かなり優しい彼

  今月も鈍痛がキツイ。
 子宮に広がる痛みが、私の頬っぺたにまで影響を与えてるようだ。どれだけ頑張ってそこそこ高い保湿クリームを塗っても、生理前は全部無駄になってしまう。あー……全部無駄だ。我慢してカロリーを削ったところで、体重計にのれば何故か増えている。乳房が張っていて、トイレから寝室までのたったの五歩でさえしんどい。今月こんなに痛いってことは生理痛かなり酷そうだな。
 そんな憂鬱な気分のまま部屋に戻ると、有人がソファーで寛ぎながら小難しい本を読んでいた。お揃いで買った有名なルームウェアブランドのモコモコパジャマを着ている有人が馬鹿みたいに可愛く見えて、憂鬱な気分が少し和らぐ。ドアノブに手をかけたまま見惚れていると、部屋に戻った私に気付いたらしい、有人はゆっくりと視線を私に向けこちらへ来いと手招きをしてきた。
「そろそろか?」
「え?」
「辛そうだな、生理前だろう」
「……私は有人の事好きだからイイけどさ、多分これが違う男なら引いてたよ」
「当たり前だ」
 顔色だけで気付かれ、月経周期を把握される程に彼と親密な関係になっているのか。出会いを考えると、こんな関係になってるなんて信じられないな。モコモコの靴下を履いてから私は有人の横に座り、肩にすりすりと子猫のように頬を擦り付けてみせた。明日、明後日には来そうな生理にうんざりしながら有人のぬくもりに甘える。
「は〜生理一年くらい休みたい」
「ほう」
「なに、その顔……」
 本を鈴蘭の形を模した間接照明の下に置くと、彼は私をジッと見つめた後、ゆっくりと覆いかぶさってきた。彼の圧に負けて柔らかなソファーに沈む。あまりにも突然の事で驚いていると、方目を細め悪戯っ子のような表情を見せる有人。
「お前がそんなに言うなら、止めてやってもいいぞ」
「……おやじくさいな〜」
「嫌いじゃないだろう」
 そう笑うと、有人は私の唇にそっと唇を重ねた。押し倒す時は乱暴だったくせに、心底『愛してる』が滲むキスをしてくるのもだから泣きそうになるくらい気分が高揚する。ちろっと入ってきた舌を絡めると、彼が作ってくれた夕食の味がちょっぴりした。だけど、全然嫌なんかじゃない。最高に生きてる感じがして、彼とのキスにとろとろとお腹が溶けていくのが分かった。吸ったり、甘噛みしたり、私の舌を追いかけ回して、口内を犯してくる有人の舌に思わず恥ずかしい声が漏れる。
 こんな事されたら、胸もお腹も痛いけど、劣情に火を点けられてしまい彼が欲しくて堪らなくなった。

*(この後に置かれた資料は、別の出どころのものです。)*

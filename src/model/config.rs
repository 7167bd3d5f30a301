use serde::{Deserialize, Serialize};
use std::collections::HashMap;

/// Configuration from config.toml
#[derive(Debug, Clone, Default, Serialize, Deserialize)]
pub struct AppConfig {
    #[serde(default)]
    pub api: ApiConfig,
    #[serde(default)]
    pub tasks: TaskConfig,
    #[serde(default)]
    pub log: LogConfig,
    #[serde(default)]
    pub ui: UiConfig,
}

/// Where the auth endpoints live
#[derive(Debug, Clone, Serialize, Deserialize)]
pub struct ApiConfig {
    #[serde(default = "default_base_url")]
    pub base_url: String,
    /// Connect/read timeout for each auth request, in seconds
    #[serde(default = "default_timeout_secs")]
    pub timeout_secs: u64,
}

impl Default for ApiConfig {
    fn default() -> Self {
        ApiConfig {
            base_url: default_base_url(),
            timeout_secs: default_timeout_secs(),
        }
    }
}

#[derive(Debug, Clone, Serialize, Deserialize)]
pub struct TaskConfig {
    /// Tasks shown per page on the Tasks screen
    #[serde(default = "default_page_size")]
    pub page_size: usize,
}

impl Default for TaskConfig {
    fn default() -> Self {
        TaskConfig {
            page_size: default_page_size(),
        }
    }
}

#[derive(Debug, Clone, Serialize, Deserialize)]
pub struct LogConfig {
    /// tracing filter directive; `PMS_LOG` overrides it
    #[serde(default = "default_log_level")]
    pub level: String,
}

impl Default for LogConfig {
    fn default() -> Self {
        LogConfig {
            level: default_log_level(),
        }
    }
}

#[derive(Debug, Clone, Serialize, Deserialize, Default)]
pub struct UiConfig {
    /// Palette overrides, e.g. `primary = "#646cff"`
    #[serde(default)]
    pub colors: HashMap<String, String>,
    /// Drop the key hint line from the status row
    #[serde(default)]
    pub hide_key_hints: bool,
}

fn default_base_url() -> String {
    "http://localhost:3000/api".to_string()
}

fn default_timeout_secs() -> u64 {
    10
}

fn default_page_size() -> usize {
    9
}

fn default_log_level() -> String {
    "warn".to_string()
}

#[cfg(test)]
mod tests {
    use super::*;

    #[test]
    fn empty_file_gives_defaults() {
        let config: AppConfig = toml::from_str("").unwrap();
        assert_eq!(config.api.base_url, "http://localhost:3000/api");
        assert_eq!(config.api.timeout_secs, 10);
        assert_eq!(config.tasks.page_size, 9);
        assert_eq!(config.log.level, "warn");
        assert!(config.ui.colors.is_empty());
    }

    #[test]
    fn partial_sections_keep_other_defaults() {
        let config: AppConfig = toml::from_str(
            r##"[api]
timeout_secs = 3

[ui.colors]
primary = "#112233"
"##,
        )
        .unwrap();
        assert_eq!(config.api.timeout_secs, 3);
        assert_eq!(config.api.base_url, "http://localhost:3000/api");
        assert_eq!(config.ui.colors.get("primary").map(String::as_str), Some("#112233"));
    }
}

もぞもぞと太腿を擦り付け身を捩り、すっかりと火照ってしまった体を押し付けると「ここまでだ」なんて、残酷な言葉を私に落とす有人。
「ここまでしといて」
「お前の生理が終わるまでお預けだ」
 有人は絶対に生理前と生理中には手を出さない、……舌は出すが。ぽんぽんとあやすように頭を撫でられる。そんな事されても、悶々とするお腹の中はどうしようもないくらい熱を持ってる。
「一週間半後覚悟しておくといい」
「……いっぱいしてくれるの?」
「ああ、一年間生理に悩まないようにしてやる」
「それ、生理痛が悪阻に変わるだけじゃん」
 私の呆れ声の後、にやっと悪役顔負けの笑みを浮かべた。中学生の頃から大好きだった笑みに見つめられ、未だにときめいてしまう私は病気だなぁ。あーあ、生理早く終わらないかな。私の蕩けた顔を愛しげに見つめ、有人はゆっくりと額にキスを落とした。
「お前にとって生理は辛いだけのものだと思うが、お前との間に子供が欲い俺にとっては大事なものだ。いつも痛みに耐えてくれてありがとう」
 鈍痛のするお腹を優しく撫でた後、有人は立ち上がり私に手を差し出す。私は「生理来なくなったら有人に全部やってもらうからね」と手を取ると、彼は「そのつもりだ」と私の手を引きふかふかのベッドへとエスコートしてくれた。